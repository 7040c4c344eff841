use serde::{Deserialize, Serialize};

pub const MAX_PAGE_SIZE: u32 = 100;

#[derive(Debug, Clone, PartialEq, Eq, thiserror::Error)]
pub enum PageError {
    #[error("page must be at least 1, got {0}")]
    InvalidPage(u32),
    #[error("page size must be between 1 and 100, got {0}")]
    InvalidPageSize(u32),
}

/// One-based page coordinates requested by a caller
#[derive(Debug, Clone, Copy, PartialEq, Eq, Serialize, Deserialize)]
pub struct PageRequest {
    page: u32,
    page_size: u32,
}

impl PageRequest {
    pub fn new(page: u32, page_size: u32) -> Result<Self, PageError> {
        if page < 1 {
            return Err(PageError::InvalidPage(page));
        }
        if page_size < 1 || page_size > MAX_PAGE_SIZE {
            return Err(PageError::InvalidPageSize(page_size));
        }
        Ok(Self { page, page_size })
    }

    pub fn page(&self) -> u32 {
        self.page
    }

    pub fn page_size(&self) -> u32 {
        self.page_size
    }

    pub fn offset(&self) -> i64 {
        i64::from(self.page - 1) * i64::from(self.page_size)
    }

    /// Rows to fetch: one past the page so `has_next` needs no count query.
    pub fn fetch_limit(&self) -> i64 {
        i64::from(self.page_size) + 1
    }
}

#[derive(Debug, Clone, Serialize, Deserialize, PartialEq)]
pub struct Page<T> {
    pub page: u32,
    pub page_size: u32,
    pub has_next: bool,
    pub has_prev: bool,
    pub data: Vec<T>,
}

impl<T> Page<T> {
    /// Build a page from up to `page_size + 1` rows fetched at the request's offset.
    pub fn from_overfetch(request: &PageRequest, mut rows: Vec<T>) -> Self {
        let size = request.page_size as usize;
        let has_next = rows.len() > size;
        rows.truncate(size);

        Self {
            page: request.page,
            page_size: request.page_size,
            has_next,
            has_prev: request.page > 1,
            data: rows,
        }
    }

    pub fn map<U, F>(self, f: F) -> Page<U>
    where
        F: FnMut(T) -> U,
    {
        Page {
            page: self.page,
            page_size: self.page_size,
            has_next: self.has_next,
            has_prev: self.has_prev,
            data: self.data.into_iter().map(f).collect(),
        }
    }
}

····················

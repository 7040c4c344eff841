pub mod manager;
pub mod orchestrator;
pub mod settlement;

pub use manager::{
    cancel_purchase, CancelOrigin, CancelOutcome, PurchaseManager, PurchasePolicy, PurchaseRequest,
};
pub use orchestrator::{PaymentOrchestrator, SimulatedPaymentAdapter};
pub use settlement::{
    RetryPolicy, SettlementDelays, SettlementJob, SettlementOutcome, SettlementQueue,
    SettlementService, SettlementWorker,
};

····················

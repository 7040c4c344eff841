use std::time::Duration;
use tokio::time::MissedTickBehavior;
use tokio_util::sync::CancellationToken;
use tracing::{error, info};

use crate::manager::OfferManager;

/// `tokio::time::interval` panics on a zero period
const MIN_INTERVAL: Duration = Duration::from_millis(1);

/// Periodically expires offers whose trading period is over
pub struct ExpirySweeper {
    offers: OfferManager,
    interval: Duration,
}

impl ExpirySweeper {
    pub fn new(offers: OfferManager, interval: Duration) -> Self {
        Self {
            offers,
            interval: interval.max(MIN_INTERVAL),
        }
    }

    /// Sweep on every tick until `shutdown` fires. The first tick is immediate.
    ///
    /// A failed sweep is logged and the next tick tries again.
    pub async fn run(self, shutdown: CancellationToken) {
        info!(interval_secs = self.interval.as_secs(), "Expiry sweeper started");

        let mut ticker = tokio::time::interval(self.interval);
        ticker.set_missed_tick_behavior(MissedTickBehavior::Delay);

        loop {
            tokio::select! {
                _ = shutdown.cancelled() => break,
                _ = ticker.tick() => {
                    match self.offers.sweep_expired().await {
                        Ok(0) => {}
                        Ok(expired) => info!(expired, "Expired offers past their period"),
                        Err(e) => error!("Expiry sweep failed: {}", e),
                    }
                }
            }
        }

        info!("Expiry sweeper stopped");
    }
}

····················

Scan the material above for the word "data", and copy every line in which it is found.

    pub data: Vec<T>,
            data: rows,
            data: self.data.into_iter().map(f).collect(),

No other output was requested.